Ricard suspira, percebendo que a menina não fazia questão nenhuma de responder a seus esforços, parecendo ignora-los por completo, sua força magnética atraindo os olhares, parecendo ser capaz de permanecer em silêncio durante todo o tempo, sem precisar de ninguém mais. Por fim a menina deposita os cotovelos na mesa, inclinando-se. O tilintar de louça se encontrando é ouvido suavemente.
-Sim. - Diz simplesmente, estalando os lábios. A mudança súbita de atitude era um pouco intimidante, beirando o grotesco. E agora ela o olhava com uma intensidade absurda, sem desviar o olhar. Ele engole em seco. Ela parecia uma espécie de menina selvagem.
Finalmente, Duo e Cléo voltam e o burburinho que os acompanha faz a moça dos cabelos azulados desviar sua atenção, para o alívio do rapaz, que se percebe respirando fundo. Um novo olhar é trocado entre os amigos visitantes, que dão de ombros, entre o estranhamento e a confusão.
-Mas e então? É tanta coisa para se colocar em dia que mal consigo escolher! - Cléo exclama, sorridente - Vocês deviam aparecer mais vezes! Assim me deixam confusa! - Diz maliciosa e provocativa, para os presentes, que riem sentindo-se a vontade.
A primeira é Relena, comentando sobre sua vida em Nova Iorque, suas aulas, seu trabalho, seu dia-a-dia, seu irmão, algumas futilidades, rapazes, roupas, comidas, as amigas trocam detalhes vívidos divertindo-se, com uma opinada ocasional dos rapazes, que limitavam-se geralmente a observar enquanto comiam, trocando olhadelas divertidas e rindo quando se fazia oportuno.
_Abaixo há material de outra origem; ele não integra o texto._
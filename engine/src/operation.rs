//! Queued mutation intents.
//!
//! A [`SyncOperation`] is what the queue stores: the intent to create,
//! update or delete one record remotely (or to download everything), plus
//! the bookkeeping needed to retry it.

use crate::{error::Result, EntityType, Error, Origin, Record, RecordId, Timestamp};
use serde::{Deserialize, Serialize};
use std::cmp::Ordering;
use std::fmt;

/// Unique identifier for an operation.
pub type OperationId = String;

/// What the operation does remotely.
#[derive(Debug, Clone, Copy, PartialEq, Eq, PartialOrd, Ord, Hash, Serialize, Deserialize)]
#[serde(rename_all = "SCREAMING_SNAKE_CASE")]
pub enum OperationKind {
    Create,
    Update,
    Delete,
    DownloadAll,
}

impl fmt::Display for OperationKind {
    fn fmt(&self, f: &mut fmt::Formatter<'_>) -> fmt::Result {
        let name = match self {
            OperationKind::Create => "CREATE",
            OperationKind::Update => "UPDATE",
            OperationKind::Delete => "DELETE",
            OperationKind::DownloadAll => "DOWNLOAD_ALL",
        };
        f.write_str(name)
    }
}

/// Drain priority. Only affects ordering, never correctness.
///
/// Variants are declared highest first so the derived `Ord` sorts `High`
/// before `Low`.
#[derive(
    Debug, Clone, Copy, PartialEq, Eq, PartialOrd, Ord, Hash, Default, Serialize, Deserialize,
)]
#[serde(rename_all = "SCREAMING_SNAKE_CASE")]
pub enum Priority {
    High,
    #[default]
    Normal,
    Low,
}

/// Identity used to collapse duplicate pending mutations.
///
/// Two operations with the same identity describe the same logical
/// mutation; the newer one supersedes the older.
#[derive(Debug, Clone, PartialEq, Eq, Hash, PartialOrd, Ord)]
pub struct OperationIdentity {
    pub entity_type: EntityType,
    pub kind: OperationKind,
    pub record_id: Option<RecordId>,
}

impl OperationIdentity {
    /// Whether a newly enqueued operation with this identity replaces a
    /// pending one with `older`.
    ///
    /// Identical identities always collapse. A `DELETE` also replaces any
    /// pending `CREATE` or `UPDATE` of the same record, so a queued write can
    /// never land after the record is gone.
    pub fn supersedes(&self, older: &OperationIdentity) -> bool {
        if self == older {
            return true;
        }
        self.kind == OperationKind::Delete
            && matches!(older.kind, OperationKind::Create | OperationKind::Update)
            && self.entity_type == older.entity_type
            && self.record_id.is_some()
            && self.record_id == older.record_id
    }
}

/// A queued mutation intent.
#[derive(Debug, Clone, PartialEq, Eq, Serialize, Deserialize)]
#[serde(rename_all = "camelCase")]
pub struct SyncOperation {
    /// Operation ID
    pub id: OperationId,
    pub kind: OperationKind,
    pub entity_type: EntityType,
    /// Snapshot of the record at enqueue time. `None` only for `DOWNLOAD_ALL`.
    pub payload: Option<Record>,
    /// When the operation was enqueued
    pub enqueued_at: Timestamp,
    /// Monotonic tie-breaker for operations enqueued in the same millisecond
    #[serde(default)]
    pub sequence: u64,
    /// Executed attempts so far
    pub attempts: u32,
    pub max_attempts: u32,
    pub priority: Priority,
    pub origin: Origin,
    /// Earliest time the next attempt may run (set by backoff)
    #[serde(default)]
    pub next_attempt_at: Option<Timestamp>,
    /// Last failure message, if any
    #[serde(default)]
    pub last_error: Option<String>,
}

impl SyncOperation {
    /// Create a new operation.
    ///
    /// `payload` is copied into the operation, so later edits to the caller's
    /// record cannot leak into an in-flight mutation. The payload's entity
    /// type must match `entity_type`.
    pub fn new(
        id: impl Into<OperationId>,
        kind: OperationKind,
        entity_type: EntityType,
        payload: Option<&Record>,
        priority: Priority,
        enqueued_at: Timestamp,
        max_attempts: u32,
    ) -> Result<Self> {
        match (kind, payload) {
            (OperationKind::DownloadAll, _) => {}
            (_, None) => return Err(Error::MissingPayload(kind)),
            (_, Some(record)) if record.entity_type() != entity_type => {
                return Err(Error::EntityMismatch {
                    expected: entity_type,
                    actual: record.entity_type(),
                })
            }
            (_, Some(_)) => {}
        }
        let (entity_type, payload) = if kind == OperationKind::DownloadAll {
            (EntityType::All, None)
        } else {
            (entity_type, payload.cloned())
        };

        Ok(Self {
            id: id.into(),
            kind,
            entity_type,
            payload,
            enqueued_at,
            sequence: 0,
            attempts: 0,
            max_attempts: max_attempts.max(1),
            priority,
            origin: Origin::Local,
            next_attempt_at: None,
            last_error: None,
        })
    }

    /// Create a `DOWNLOAD_ALL` operation.
    pub fn download_all(
        id: impl Into<OperationId>,
        priority: Priority,
        enqueued_at: Timestamp,
        max_attempts: u32,
    ) -> Self {
        Self {
            id: id.into(),
            kind: OperationKind::DownloadAll,
            entity_type: EntityType::All,
            payload: None,
            enqueued_at,
            sequence: 0,
            attempts: 0,
            max_attempts: max_attempts.max(1),
            priority,
            origin: Origin::Local,
            next_attempt_at: None,
            last_error: None,
        }
    }

    /// Set the provenance.
    pub fn with_origin(mut self, origin: Origin) -> Self {
        self.origin = origin;
        self
    }

    /// Id of the record this operation targets.
    pub fn record_id(&self) -> Option<&RecordId> {
        self.payload.as_ref().map(Record::id)
    }

    /// The supersession identity of this operation.
    pub fn identity(&self) -> OperationIdentity {
        OperationIdentity {
            entity_type: self.entity_type,
            kind: self.kind,
            record_id: self.record_id().cloned(),
        }
    }

    /// Whether the operation may run at `now`.
    pub fn is_due(&self, now: Timestamp) -> bool {
        self.next_attempt_at.map_or(true, |at| at <= now)
    }

    /// Whether the retry budget is spent.
    pub fn is_exhausted(&self) -> bool {
        self.attempts >= self.max_attempts
    }

    /// Drain order: priority, then oldest first, then enqueue sequence.
    pub fn drain_order(&self, other: &Self) -> Ordering {
        self.priority
            .cmp(&other.priority)
            .then(self.enqueued_at.cmp(&other.enqueued_at))
            .then(self.sequence.cmp(&other.sequence))
            .then_with(|| self.id.cmp(&other.id))
    }

    /// Short human-readable description used in logs and status errors.
    pub fn describe(&self) -> String {
        match self.record_id() {
            Some(id) => format!("{} {} {}", self.kind, self.entity_type, id),
            None => format!("{} {}", self.kind, self.entity_type),
        }
    }
}
//! Database connection pool management.

use sqlx::sqlite::{SqliteConnectOptions, SqlitePoolOptions};
use sqlx::SqlitePool;
use std::str::FromStr;

/// Type alias for the database pool.
pub type Pool = SqlitePool;

/// Create a new database connection pool, creating the file if needed.
pub async fn create_pool(database_url: &str) -> Result<Pool, sqlx::Error> {
    let options = SqliteConnectOptions::from_str(database_url)?.create_if_missing(true);
    // Every in-memory connection is its own database.
    let max_connections = if database_url.contains(":memory:") { 1 } else { 5 };

    SqlitePoolOptions::new()
        .max_connections(max_connections)
        .connect_with(options)
        .await
}

/// Run database migrations.
pub async fn run_migrations(pool: &Pool) -> Result<(), sqlx::migrate::MigrateError> {
    sqlx::migrate!("./migrations").run(pool).await
}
Depois Ricard entrelaça sua narrativa à da amiga, completando-a com os detalhes mais vívidos, restaurantes, sua família, obrigações, tudo com muita animação e descontração, dessa vez uma agitação quase febril, todos falando ao mesmo tempo e rindo. Duo dando a papinha para a pequena Aileen, que parecia também querer participar da brincadeira, olhando de um para outro e rindo, extasiada.
O agito é tanto, o badalo tão empolgado, que quase se fazem esquecer a presença de Celine, que não diz uma palavra durante toda a refeição, assistindo a todos calada, introvertida. É só quase no final da refeição, quando Duo vira os holofotes para ela, que sua presença se faz lembrar, deixando a todos um pouco constrangidos pelo lapso de atenção. Ela não parece se importar.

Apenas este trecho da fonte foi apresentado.